■ Task objective: Down to the final line, print each entry exactly.

Segment Start: The data

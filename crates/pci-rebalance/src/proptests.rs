use crate::fitter::RangeFitter;
use crate::filler::fill;
use crate::request::{packed_end, BridgeRequirement, PlacedRequest, SizedRequest};
use pci_fabric::{Interval, NodeId, ResourceType, Slot};
use proptest::prelude::*;
use std::cmp::Reverse;

const BRIDGE: NodeId = NodeId(0);

/// Relocatable BAR-like needs, sorted the way the calculator hands them over.
fn relocatable_strategy() -> impl Strategy<Value = Vec<SizedRequest>> {
    prop::collection::vec((4u32..16, 0u64..4), 0..12).prop_map(|raw| {
        let mut list: Vec<SizedRequest> = raw
            .into_iter()
            .enumerate()
            .map(|(i, (shift, extra))| {
                let align = 1u64 << shift;
                let size = align * (extra + 1);
                SizedRequest::new(NodeId(i as u32 + 1), Slot::Bar(0x10), size, align)
            })
            .collect();
        list.sort_by_key(|r| (Reverse(r.align), Reverse(r.size)));
        list
    })
}

fn check_layout(entries: &[PlacedRequest], range: Interval) -> Result<(), TestCaseError> {
    let mut sorted = entries.to_vec();
    sorted.sort_by_key(|p| p.base);
    for p in &sorted {
        prop_assert!(p.base >= range.base && p.end <= range.end(), "{p:?} outside {range:?}");
    }
    for pair in sorted.windows(2) {
        prop_assert!(pair[0].end <= pair[1].base, "{:?} overlaps {:?}", pair[0], pair[1]);
    }
    Ok(())
}

proptest! {
    #[test]
    fn relocatable_layouts_are_disjoint_aligned_and_in_range(
        relocatable in relocatable_strategy(),
        base_pages in 0u64..0x100,
        len_pages in 1u64..0x40,
    ) {
        let range = Interval::new(base_pages << 12, len_pages << 12);
        let req = BridgeRequirement {
            relocatable: relocatable.clone(),
            ..BridgeRequirement::new(BRIDGE, ResourceType::Mem)
        };

        match RangeFitter::new().fit(&req, range) {
            Ok(layout) => {
                prop_assert_eq!(layout.entries.len(), relocatable.len());
                prop_assert_eq!(layout.extended_to, None);
                for (placed, need) in layout.entries.iter().zip(&relocatable) {
                    prop_assert_eq!(placed.owner, need.owner);
                    prop_assert_eq!(placed.len(), need.size);
                    prop_assert_eq!(placed.base % need.align, 0);
                }
                check_layout(&layout.entries, range)?;
            }
            Err(_) => {
                prop_assert!(packed_end(&relocatable, range.base).map_or(true, |end| end > range.end()));
            }
        }
    }

    #[test]
    fn fixed_blocks_never_move_and_nothing_overlaps_them(
        relocatable in relocatable_strategy(),
        fixed_page in 0x10u64..0x30,
        fixed_pages in 1u64..4,
    ) {
        let range = Interval::new(0, 0x40 << 12);
        let fixed = PlacedRequest::new(
            NodeId(100),
            Slot::Bar(0x10),
            fixed_page << 12,
            (fixed_page + fixed_pages) << 12,
        );
        let req = BridgeRequirement {
            relocatable,
            fixed: vec![fixed],
            ..BridgeRequirement::new(BRIDGE, ResourceType::Mem)
        };

        if let Ok(layout) = RangeFitter::new().fit(&req, range) {
            prop_assert!(layout.entries.contains(&fixed));
            prop_assert_eq!(layout.entries.len(), req.relocatable.len() + 1);
            check_layout(&layout.entries, range)?;
        }
    }

    #[test]
    fn filling_holes_keeps_every_need_exactly_once(
        relocatable in relocatable_strategy(),
        gap_pages in 0u64..0x20,
    ) {
        let low = PlacedRequest::new(NodeId(100), Slot::Bar(0x10), 0, 0x1000);
        let high_base = 0x1000 + (gap_pages << 12);
        let high = PlacedRequest::new(NodeId(101), Slot::Bar(0x10), high_base, high_base + 0x1000);
        let fixed = vec![
            BridgeRequirement::pinned(ResourceType::Mem, low),
            BridgeRequirement::pinned(ResourceType::Mem, high),
        ];

        let (rest, filled) = fill(ResourceType::Mem, relocatable.clone(), fixed);
        prop_assert_eq!(rest.len() + filled.len(), relocatable.len() + 2);

        let placed: Vec<PlacedRequest> = filled.iter().flat_map(|f| f.fixed.iter().copied()).collect();
        prop_assert_eq!(placed.first(), Some(&low));
        prop_assert_eq!(placed.last(), Some(&high));
        check_layout(&placed, Interval::new(0, high.end))?;
    }
}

Segment End: The data

■ Result of the exercise:
filename crates/pci-rebalance/src/proptests.rs
use crate::fitter::RangeFitter;
use crate::filler::fill;
use crate::request::{packed_end, BridgeRequirement, PlacedRequest, SizedRequest};
use pci_fabric::{Interval, NodeId, ResourceType, Slot};
use proptest::prelude::*;
use std::cmp::Reverse;

const BRIDGE: NodeId = NodeId(0);

/// Relocatable BAR-like needs, sorted the way the calculator hands them over.
fn relocatable_strategy() -> impl Strategy<Value = Vec<SizedRequest>> {
    prop::collection::vec((4u32..16, 0u64..4), 0..12).prop_map(|raw| {
        let mut list: Vec<SizedRequest> = raw
            .into_iter()
            .enumerate()
            .map(|(i, (shift, extra))| {
                let align = 1u64 << shift;
                let size = align * (extra + 1);
                SizedRequest::new(NodeId(i as u32 + 1), Slot::Bar(0x10), size, align)
            })
            .collect();
        list.sort_by_key(|r| (Reverse(r.align), Reverse(r.size)));
        list
    })
}

fn check_layout(entries: &[PlacedRequest], range: Interval) -> Result<(), TestCaseError> {
    let mut sorted = entries.to_vec();
    sorted.sort_by_key(|p| p.base);
    for p in &sorted {
        prop_assert!(p.base >= range.base && p.end <= range.end(), "{p:?} outside {range:?}");
    }
    for pair in sorted.windows(2) {
        prop_assert!(pair[0].end <= pair[1].base, "{:?} overlaps {:?}", pair[0], pair[1]);
    }
    Ok(())
}

proptest! {
    #[test]
    fn relocatable_layouts_are_disjoint_aligned_and_in_range(
        relocatable in relocatable_strategy(),
        base_pages in 0u64..0x100,
        len_pages in 1u64..0x40,
    ) {
        let range = Interval::new(base_pages << 12, len_pages << 12);
        let req = BridgeRequirement {
            relocatable: relocatable.clone(),
            ..BridgeRequirement::new(BRIDGE, ResourceType::Mem)
        };

        match RangeFitter::new().fit(&req, range) {
            Ok(layout) => {
                prop_assert_eq!(layout.entries.len(), relocatable.len());
                prop_assert_eq!(layout.extended_to, None);
                for (placed, need) in layout.entries.iter().zip(&relocatable) {
                    prop_assert_eq!(placed.owner, need.owner);
                    prop_assert_eq!(placed.len(), need.size);
                    prop_assert_eq!(placed.base % need.align, 0);
                }
                check_layout(&layout.entries, range)?;
            }
            Err(_) => {
                prop_assert!(packed_end(&relocatable, range.base).map_or(true, |end| end > range.end()));
            }
        }
    }

    #[test]
    fn fixed_blocks_never_move_and_nothing_overlaps_them(
        relocatable in relocatable_strategy(),
        fixed_page in 0x10u64..0x30,
        fixed_pages in 1u64..4,
    ) {
        let range = Interval::new(0, 0x40 << 12);
        let fixed = PlacedRequest::new(
            NodeId(100),
            Slot::Bar(0x10),
            fixed_page << 12,
            (fixed_page + fixed_pages) << 12,
        );
        let req = BridgeRequirement {
            relocatable,
            fixed: vec![fixed],
            ..BridgeRequirement::new(BRIDGE, ResourceType::Mem)
        };

        if let Ok(layout) = RangeFitter::new().fit(&req, range) {
            prop_assert!(layout.entries.contains(&fixed));
            prop_assert_eq!(layout.entries.len(), req.relocatable.len() + 1);
            check_layout(&layout.entries, range)?;
        }
    }

    #[test]
    fn filling_holes_keeps_every_need_exactly_once(
        relocatable in relocatable_strategy(),
        gap_pages in 0u64..0x20,
    ) {
        let low = PlacedRequest::new(NodeId(100), Slot::Bar(0x10), 0, 0x1000);
        let high_base = 0x1000 + (gap_pages << 12);
        let high = PlacedRequest::new(NodeId(101), Slot::Bar(0x10), high_base, high_base + 0x1000);
        let fixed = vec![
            BridgeRequirement::pinned(ResourceType::Mem, low),
            BridgeRequirement::pinned(ResourceType::Mem, high),
        ];

        let (rest, filled) = fill(ResourceType::Mem, relocatable.clone(), fixed);
        prop_assert_eq!(rest.len() + filled.len(), relocatable.len() + 2);

        let placed: Vec<PlacedRequest> = filled.iter().flat_map(|f| f.fixed.iter().copied()).collect();
        prop_assert_eq!(placed.first(), Some(&low));
        prop_assert_eq!(placed.last(), Some(&high));
        check_layout(&placed, Interval::new(0, high.end))?;
    }
}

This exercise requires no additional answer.